The first thing was: he was opening the door, saying to himself as he did so, ‘I will always be alien here, never able to take for granted the way doors open in this distant place, for this one betraying detail alone grinds at me continually.’

 

The detail was a small one. The lock and handle of the door were on the same side of the door as the hinges. The lock simply rendered the hinges inoperative; the handle, when twisted, activated springs which forced the door open, so that no muscular exertion was required by whoever or whatever passed through there. All perfectly simple. And normal. Normal here.

 

The second thing was: he was through the door and looking beyond, saying to himself, ‘However strange these people seem, there is a place for me among them. My Options are to get along with them or not.’

 

There were many people. They stood on the wild shore, endlessly active, working in groups or pairs. Many could be seen far out in the shallow estuarine waters, still working. Some were alone, practising poses or executing sarabands with arms above their heads. Most of them were engaged in unpacking huge boxes from which, amid much straw and other waste, they withdrew smaller boxes. Most of the available space was taken up by boxes, giving it the appearance of a vast disorderly camp-site. Some of the boxes lay in the water, sinking by degrees.

 

Among the litter were notices, no calculating in public. it is inaccessible to warp on the glass, penury : no spots, questions being enacted: do not distribute. police do not bend. this side out.

 

Wartlinger was among the people. Most of them had arms and legs. Some of these limbs were in good supply, though often they were rudely fashioned from whatever material was easily available. Their bodies also appeared to be constructed of cannibalised spare parts. Their heads were generally shaped like lemons, the surfaces made from some plain material like calico. On the calico was painted or printed their expression. Most of the expressions were blank; others were smiles or frowns or moues of astonishment, determination or ferocity, crudely indicated.

 

The movements and gestures of the people appeared uncertain and hasty, though there was no sign that they were aware of any impediment.
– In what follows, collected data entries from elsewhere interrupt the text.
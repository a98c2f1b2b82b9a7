//! # Nearcast Generator
//!
//! Client side of the external natural-language message generation service.
//!
//! Two layers:
//!
//! - [`HttpMessageGenerator`] - the raw HTTP client (10 s timeout, typed
//!   request/response, status-matched errors).
//! - [`MessageResolver`] - what the notification stage actually calls: cache
//!   lookup first, then the generator, then the deterministic local
//!   [`fallback_message`]. Resolution never fails; a generator outage
//!   degrades to the fallback text, never to a lost notification.

pub mod client;
pub mod resolver;

pub use client::HttpMessageGenerator;
pub use resolver::{MessageResolver, ResolvedMessage, cache_key, fallback_message};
Most of them seemed positively to enjoy the proximity of their own kind.

 

Wartlinger observed that some of the boxes they were unpacking contained fresh people, who leaped to life as soon as they were uncovered. The boxes were arriving over the water, presumably washed in by a slight tide. The water had a hard unhealthy look to it, as if made of countless myriads of microscopic plastic balls.

 

The third thing was: the closure of the door in some fashion brought darkness everywhere. To Wartlinger this darkness seemed, like the water, artificial in a way not easily definable, as if it too were made from endless minute black balls. It felt gritty against his pupils. As he closed his eyes, he noticed that the beach was empty. All the people had gone. Only the old boxes remained, discarded on the shore or sinking in the sea.

 

These three distinct things happened not in any sequence but instantaneously, as if all in one picture. It was perfectly possible to say that the gritty darkness had fallen even before he opened the door, perfectly possible to say that boxes rose from the sea bed, perfectly possible to say that none of the busy people stirred from where they stood. Time was squeezed from the happenings. They occurred apart, but were coincidental within the expanse of Wartlinger’s mind.

 

He removed the brain cell slide from his head and switched off the projector. As he sat thinking about where he had been, he glanced at the title of the slide. It was called existence.

 

He took up the next slide. It was called hereafter. He switched on the projector and inserted the slide in his head...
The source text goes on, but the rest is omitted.